RISD, Brown Team Up To Build A Solar House
Leave it to a team of the brightest students in Rhode Island to design a solar-powered house made almost entirely out of high-quality fabrics. Students from Brown, the Rhode Island School of Design, and the University of Applied Sciences Erfurt in Germany are competing as one team, called Team Inside Out, in the 2014 Solar Decathlon Europe, taking place in Versailles, France in July.
The construction of their solar-powered house, called TechStyle Haus, is underway in Cranston after nearly two years of planning and designing the solar house.
The team will compete with 19 other college teams for the best performing and most efficient, beautiful solar house. This year’s decathlon highlights innovation in architecture.
“I think you can tell pretty from looking at our house that it’s not an ugly little box, with no windows,” like solar houses typically showcased at solar decathlons, said Matt Breuer, a senior in engineering at Brown. “We huge these huge, glass windows and it’s this textile, instead of the normal concrete or wood box.”
Team Inside Out is using existing, high performing fabrics that are fire proof, water resistant, and energy efficient, but combining the materials in new ways to create a lightweight, easy to construct, deployable, and inexpensive solar house.
“We are taking advantage of these new technologies to create a new wall,” said Jonathan Knowles, professor of architecture at RISD and co-director of the project. “We don’t have plywood. We don’t have studs. We are actually suspending, hanging, and stacking insulation and fabrics to make our enclosure.”
The team has designed the solar panels to lie against a curved roof. As the students build their mock-up, they’re making sure this ambitious design is as energy efficient as possible – it will use 90 percent less energy than a typical house.
“Our house is designed to never use more energy to heat and cool than a hair dryer,” said Breuer. It’s also designed to withstand intense weather events, such as hurricanes and blizzards.
The team is working long days to refine the design, along with the electric, heating, cooling, and ventilation systems. Then the team will take apart the solar house, ship it to France, and rebuild it in Versailles.
Kevin McNulty, a graduate student in architecture at RISD, said the project will have a legacy after the competition. The original prototype of the solar house will have a home in southwestern France at the prestigious Domaine de Boisbuchet, which holds annual workshops for designers, architects, and artists from all over the world.
“Our house is going to end up as a student housing pavilion [for visiting students] on that campus,” said McNulty. “This project is about renewable energy. Waste is not an option. Where the solar house ends up, how it is used, and how functional it continues to be after the competition is just as important.”

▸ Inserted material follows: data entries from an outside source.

use crate::error::{CoordinatorError, CoordinatorResult};
use std::sync::Arc;
use tokio::sync::Semaphore;

/// Bounded offload pool for CPU-heavy scoring
///
/// Scoring stays inline while it fits the per-call latency budget; larger
/// knowledge bases go through `run`, which limits concurrent blocking tasks
/// to the configured worker count so scoring can never starve the runtime.
pub struct ScoringPool {
    semaphore: Arc<Semaphore>,
}

impl ScoringPool {
    pub fn new(workers: usize) -> Self {
        Self {
            semaphore: Arc::new(Semaphore::new(workers.max(1))),
        }
    }

    pub async fn run<F, T>(&self, task: F) -> CoordinatorResult<T>
    where
        F: FnOnce() -> T + Send + 'static,
        T: Send + 'static,
    {
        let _permit = self
            .semaphore
            .acquire()
            .await
            .map_err(|_| CoordinatorError::Internal("scoring pool closed".to_string()))?;

        tokio::task::spawn_blocking(task)
            .await
            .map_err(|e| CoordinatorError::Internal(format!("scoring task panicked: {e}")))
    }
}

#[cfg(test)]
mod tests {
    use super::*;
    use std::sync::atomic::{AtomicUsize, Ordering};

    #[tokio::test]
    async fn runs_tasks_and_returns_results() {
        let pool = ScoringPool::new(2);
        let result = pool.run(|| 21 * 2).await.unwrap();
        assert_eq!(result, 42);
    }

    #[tokio::test]
    async fn concurrency_is_bounded_by_worker_count() {
        let pool = Arc::new(ScoringPool::new(2));
        let peak = Arc::new(AtomicUsize::new(0));
        let current = Arc::new(AtomicUsize::new(0));

        let mut handles = Vec::new();
        for _ in 0..8 {
            let pool = pool.clone();
            let peak = peak.clone();
            let current = current.clone();
            handles.push(tokio::spawn(async move {
                pool.run(move || {
                    let now = current.fetch_add(1, Ordering::SeqCst) + 1;
                    peak.fetch_max(now, Ordering::SeqCst);
                    std::thread::sleep(std::time::Duration::from_millis(20));
                    current.fetch_sub(1, Ordering::SeqCst);
                })
                .await
                .unwrap();
            }));
        }
        for handle in handles {
            handle.await.unwrap();
        }

        assert!(peak.load(Ordering::SeqCst) <= 2);
    }
}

“The house itself is meant to be modular in a way,” said Howard Carter, an economics and computer science sophomore at Brown. “Boisbuchet is going to build six to seven additional homes identical to our house.”
The solar decathlon supports the competing teams with a small grant to get their projects off the ground. Team Inside Out had to come up with a budget and look for sponsors.
“We’re currently [building] at Ximedica, a RISD-founded company,” said Isby Lubin, a sophomore student in civil engineering at Brown. “Ximedica donated the [warehouse] space to build the solar house.”
Many of the leading companies manufacturing energy efficient and sustainable materials have been eager to donate materials for the TechStyle Haus, so that the solar house can showcase what their products can do.
Lubin said the team has a long list of sponsors that, in addition to donating tools, supplies, and other materials, are also providing mentorship and technical support to the team.
The team has received money from its Kickstarter campaign, their universities, corporations, and private donors.
“We’re always fundraising,” said Lubin. “We’ve achieved a major level of sponsorship so far.”
The team has about $100,000 left to raise for the project.
Knowles said this project is a great model for teaching. “They have to manage, design, build, and ship a fully functional solar house,” he said. “There is no other better educational model for students of engineering, architecture, and all the allied professions that they could work on at school in terms of a learning experience.”
Many of the students participating in this project said they couldn’t pass up an opportunity to work on a project that prepares them to address pressing energy crises.
The solar decathlon, originally created by the U.S. Department of Energy, is meant to show people that high performing, energy efficient homes can be comfortable, beautiful, and affordable. The competitions have expanded to Europe and China.